Segregation of Col Ib and drd7 into minicells.

The wild-type plasmid ColIb and its mutant drd7 derepressed in conjugation were transferred to Escherichia coli K12 P678-54 which produces minicells. Fertility functions of drd7 remained derepressed in the new host. P678-54drd7 transmitted the plasmid at a high frequency (28.6%) and it was effectively lysed by the phage If1. Significant amounts of 3H-DNA segregated from P67854Col+ into minicells dependent upon the presence of the plasmid. The depressed plasmid segregated more effectively into minicells than the wild-type plasmid. ColIb segregated into 2% whereas ColIbdrd7 into 8.4% of minicells. The difference in the frequency of segregation of the wild-type and the derepressed plasmid indicated different cell membrane attachment sites of each plasmid studied. Mini-drd7 were able to transfer the plasmid to E. coli Row at a low frequency (0.1%). Minicells carrying either of plasmid were capable to synthesize RNA and protein.

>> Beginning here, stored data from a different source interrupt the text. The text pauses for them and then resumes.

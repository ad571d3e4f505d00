use anyhow::Result;
use clap::{Parser, Subcommand};
use colored::*;
use std::path::Path;
use std::process::{Command, Stdio};
use std::time::Instant;

#[derive(Parser)]
#[command(name = "x")]
#[command(about = "Development automation for psx-gpu")]
struct Cli {
    #[command(subcommand)]
    command: Commands,
}

#[derive(Subcommand)]
enum Commands {
    /// Run all CI checks (fmt, clippy, build, test)
    Ci {
        #[arg(long)]
        verbose: bool,
    },
    /// Format code
    Fmt {
        #[arg(long)]
        check: bool,
    },
    /// Run clippy
    Clippy {
        #[arg(long)]
        fix: bool,
    },
    /// Build the project
    Build {
        #[arg(long)]
        release: bool,
    },
    /// Run tests
    Test {
        #[arg(long)]
        doc: bool,
        /// Run only GPU module tests
        #[arg(long)]
        gpu: bool,
        /// Run only MDEC module tests
        #[arg(long)]
        mdec: bool,
        /// Run only the integration tests
        #[arg(long)]
        integration: bool,
    },
    /// Run benchmarks
    Bench,
    /// Replay a trace file through gpu-trace
    Replay {
        /// Path to the trace file
        trace: String,
        /// Print the render list
        #[arg(short = 'd', long)]
        dump_primitives: bool,
        /// Build in release mode
        #[arg(long)]
        release: bool,
    },
    /// Pre-commit hook (fmt, clippy, test)
    PreCommit,
    /// Install git hooks
    InstallHooks,
}

fn main() -> Result<()> {
    let cli = Cli::parse();

    match cli.command {
        Commands::Ci { verbose } => run_ci(verbose),
        Commands::Fmt { check } => run_fmt(check),
        Commands::Clippy { fix } => run_clippy(fix),
        Commands::Build { release } => run_build(release),
        Commands::Test {
            doc,
            gpu,
            mdec,
            integration,
        } => run_test(TestSelection {
            doc,
            gpu,
            mdec,
            integration,
        }),
        Commands::Bench => cargo(&["bench"]),
        Commands::Replay {
            trace,
            dump_primitives,
            release,
        } => run_replay(&trace, dump_primitives, release),
        Commands::PreCommit => run_pre_commit(),
        Commands::InstallHooks => install_hooks(),
    }
}

/// Which test groups to run; all false means everything
#[derive(Default, Clone, Copy)]
struct TestSelection {
    doc: bool,
    gpu: bool,
    mdec: bool,
    integration: bool,
}

fn run_ci(verbose: bool) -> Result<()> {
    println!("{}", "=== Running CI Pipeline ===".bold().blue());

    let start = Instant::now();

    run_task("Format Check", || run_fmt(true), verbose)?;
    run_task("Clippy", || run_clippy(false), verbose)?;
    run_task("Build", || run_build(false), verbose)?;
    run_task("Test", || run_test(TestSelection::default()), verbose)?;

    println!(
        "\n{} {}",
        "✓ CI passed in".green().bold(),
        format!("{:.2}s", start.elapsed().as_secs_f64()).bold()
    );

    Ok(())
}

fn run_fmt(check: bool) -> Result<()> {
    if check {
        cargo(&["fmt", "--all", "--", "--check"])
    } else {
        cargo(&["fmt", "--all"])
    }
}

fn run_clippy(fix: bool) -> Result<()> {
    if fix {
        cargo(&["clippy", "--all-targets", "--fix"])
    } else {
        cargo(&["clippy", "--all-targets", "--", "-D", "warnings"])
    }
}

fn run_build(release: bool) -> Result<()> {
    if release {
        cargo(&["build", "--release"])
    } else {
        cargo(&["build"])
    }
}

fn run_test(selection: TestSelection) -> Result<()> {
    let groups = [
        (selection.doc, "Doc", vec!["test", "--doc"]),
        (selection.gpu, "GPU", vec!["test", "--lib", "core::gpu"]),
        (selection.mdec, "MDEC", vec!["test", "--lib", "core::mdec"]),
        (
            selection.integration,
            "Integration",
            vec!["test", "--test", "integration_test"],
        ),
    ];

    if groups.iter().all(|(enabled, _, _)| !enabled) {
        return cargo(&["test"]);
    }

    let mut failed = Vec::new();

    for (enabled, name, args) in groups {
        if !enabled {
            continue;
        }

        println!("{} Running {} tests...", "→".blue(), name.bold());

        match cargo(&args) {
            Ok(_) => println!("{} {} tests passed\n", "✓".green(), name),
            Err(_) => {
                println!("{} {} tests failed\n", "✗".red(), name);
                failed.push(name);
            }
        }
    }

    if failed.is_empty() {
        Ok(())
    } else {
        anyhow::bail!("Failed test groups: {}", failed.join(", "))
    }
}

fn run_replay(trace: &str, dump_primitives: bool, release: bool) -> Result<()> {
    println!("{}", "=== Trace Replay ===".bold().blue());

    if !Path::new(trace).exists() {
        println!("{} Trace file not found: {}", "✗".red().bold(), trace.yellow());
        anyhow::bail!("Trace file not found");
    }

    println!("{} Trace: {}", "✓".green(), trace.cyan());

    let mut args = vec!["run", "--bin", "gpu-trace"];
    if release {
        args.push("--release");
    }
    args.extend(["--", trace]);
    if dump_primitives {
        args.push("--dump-primitives");
    }

    let start = Instant::now();
    cargo(&args)?;

    println!(
        "\n{} Replay completed in {}",
        "✓".green().bold(),
        format!("{:.2}s", start.elapsed().as_secs_f64()).bold()
    );

    Ok(())
}

fn run_pre_commit() -> Result<()> {
    println!("{}", "=== Pre-commit Checks ===".bold().blue());

    let start = Instant::now();

    run_task("Format Check", || run_fmt(true), false)?;
    run_task("Clippy", || run_clippy(false), false)?;
    run_task("Test", || run_test(TestSelection::default()), false)?;

    println!(
        "\n{} {}",
        "✓ Pre-commit checks passed in".green().bold(),
        format!("{:.2}s", start.elapsed().as_secs_f64()).bold()
    );

    Ok(())
}

fn install_hooks() -> Result<()> {
    use std::fs;

    println!("{}", "Installing git hooks...".bold());

    let hook_content = "#!/bin/sh\nset -e\ncargo x pre-commit\n";
    let hook_path = ".git/hooks/pre-commit";
    fs::write(hook_path, hook_content)?;

    #[cfg(unix)]
    {
        use std::os::unix::fs::PermissionsExt;

        let mut perms = fs::metadata(hook_path)?.permissions();
        perms.set_mode(0o755);
        fs::set_permissions(hook_path, perms)?;
    }

    println!("{}", "✓ Git hooks installed".green());

    Ok(())
}

fn run_task<F>(name: &str, task: F, verbose: bool) -> Result<()>
where
    F: FnOnce() -> Result<()>,
{
    print!("{} {} ... ", "→".blue(), name);

    let start = Instant::now();

    match task() {
        Ok(_) => {
            if verbose {
                println!(
                    "{} ({:.2}s)",
                    "✓".green().bold(),
                    start.elapsed().as_secs_f64()
                );
            } else {
                println!("{}", "✓".green().bold());
            }
            Ok(())
        }
        Err(e) => {
            println!("{}", "✗".red().bold());
            Err(e)
        }
    }
}

fn cargo(args: &[&str]) -> Result<()> {
    let status = Command::new("cargo")
        .args(args)
        .stdout(Stdio::inherit())
        .stderr(Stdio::inherit())
        .status()?;

    if !status.success() {
        anyhow::bail!("cargo {} failed with exit code: {}", args.join(" "), status);
    }

    Ok(())
}
//! Core contracts for deterministic behavior tree evaluation.
//!
//! The pieces every node library and host agree on: the [`Outcome`] a node
//! reports, the [`Node`] contract, typed per-actor [`Attributes`], the
//! per-tick [`TickContext`], and the [`Signal`] channel back to the host.
//! A tree is immutable once built; all mutable evaluation state is keyed
//! onto the actor, which is what lets one tree value serve any number of
//! actors. Concrete nodes live in `grove-nodes`.

#![cfg_attr(docsrs, feature(doc_cfg))]
#![forbid(unsafe_code)]

pub mod actor;
pub mod attrs;
pub mod error;
pub mod node;
pub mod outcome;
pub mod signal;
pub mod tick;

pub use actor::Actor;
pub use attrs::{AttrKey, Attributes};
pub use error::EvalError;
pub use node::{Node, NodeId};
pub use outcome::Outcome;
pub use signal::{NullSignalSink, Signal, SignalSink, VecSignalSink};
pub use tick::TickContext;
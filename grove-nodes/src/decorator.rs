//! Decorator nodes: single-child wrappers.
//!
//! There is no decorator base type. Holding one boxed child and delegating
//! from `evaluate` is the entire pattern; a custom decorator is an ordinary
//! [`Node`] impl that does the same with its own pre/post behavior. What
//! ships here: [`Inverter`] for negating checks, [`Debounce`] for
//! rate-limiting, [`EmitOnSuccess`] for notifying the host.

use grove_core::{Actor, EvalError, Node, NodeId, Outcome, Signal, TickContext};
use grove_tools::{emit as trace_emit, TraceEvent};

/// Swaps the child's `Success` and `Failed`; everything else passes through.
pub struct Inverter<A>
where
    A: Actor,
{
    child: Box<dyn Node<A>>,
}

impl<A> Inverter<A>
where
    A: Actor,
{
    pub fn new(child: Box<dyn Node<A>>) -> Self {
        Self { child }
    }
}

impl<A> Node<A> for Inverter<A>
where
    A: Actor,
{
    fn evaluate(&self, actor: &mut A, tick: &mut TickContext<'_>) -> Result<Outcome, EvalError> {
        Ok(self.child.evaluate(actor, tick)?.invert())
    }

    fn reset(&self, actor: &mut A) {
        self.child.reset(actor);
    }
}

/// Rate-limits a child: after a success, attempts inside the cool-down
/// window fail without evaluating the child at all.
///
/// The last-success timestamp lives on the actor under this node's id.
/// `reset` clears the child but not the timestamp: the cool-down window
/// holds across resets and re-activations of the subtree.
pub struct Debounce<A>
where
    A: Actor,
{
    id: NodeId,
    child: Box<dyn Node<A>>,
    cool_down: f64,
}

impl<A> Debounce<A>
where
    A: Actor,
{
    pub fn new(id: NodeId, child: Box<dyn Node<A>>, cool_down: f64) -> Self {
        Self {
            id,
            child,
            cool_down,
        }
    }
}

impl<A> Node<A> for Debounce<A>
where
    A: Actor,
{
    fn evaluate(&self, actor: &mut A, tick: &mut TickContext<'_>) -> Result<Outcome, EvalError> {
        let key = self.id.state_key::<f64>();
        if let Some(last) = actor.attributes().get(key).copied() {
            // Boundary is part of the window: a new attempt at exactly
            // last + cool_down still fails.
            if tick.time <= last + self.cool_down {
                trace_emit(
                    actor.attributes_mut(),
                    TraceEvent::new(tick.tick, "debounce.skip").with_a(self.id.raw()),
                );
                return Ok(Outcome::Failed);
            }
        }
        let outcome = self.child.evaluate(actor, tick)?;
        if outcome == Outcome::Success {
            actor.attributes_mut().set(key, tick.time);
        }
        Ok(outcome)
    }

    fn reset(&self, actor: &mut A) {
        self.child.reset(actor);
    }
}

/// Emits a signal to the host when the child succeeds.
///
/// The child's outcome is returned unchanged; emission is a side effect of
/// `Success` and nothing else. The signal is built from the actor at the
/// moment of success, so payloads can carry fresh attribute values.
pub struct EmitOnSuccess<A, F>
where
    A: Actor,
{
    child: Box<dyn Node<A>>,
    make_signal: F,
}

impl<A, F> EmitOnSuccess<A, F>
where
    A: Actor,
{
    pub fn new(child: Box<dyn Node<A>>, make_signal: F) -> Self {
        Self { child, make_signal }
    }
}

impl<A, F> Node<A> for EmitOnSuccess<A, F>
where
    A: Actor,
    F: Fn(&A) -> Signal + Send + Sync,
{
    fn evaluate(&self, actor: &mut A, tick: &mut TickContext<'_>) -> Result<Outcome, EvalError> {
        let outcome = self.child.evaluate(actor, tick)?;
        if outcome == Outcome::Success {
            let signal = (self.make_signal)(actor);
            tick.emit(signal);
        }
        Ok(outcome)
    }

    fn reset(&self, actor: &mut A) {
        self.child.reset(actor);
    }
}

RNA and protein synthesis were plasmid specific and the precursors were not incorporated into minicells without plasmids. Rifampin and chloramphenicol inhibited RNA and protein synthesis in minicells, respectively. The more effective incorporation of 3H-uridine or 14C-leucine into minicells harboring drd7 than ColIb resulted presumably from the high efficiency of the segregation of drd7 into minicells. Polyacrylamide gel electrophoresis of 3H-RNA has shown that plasmids in minicells were able to code low molecular RNA of 4s. No 16 or 23 ribosomal RNA was found in the profiles of de novo synthesized RNA in minicells.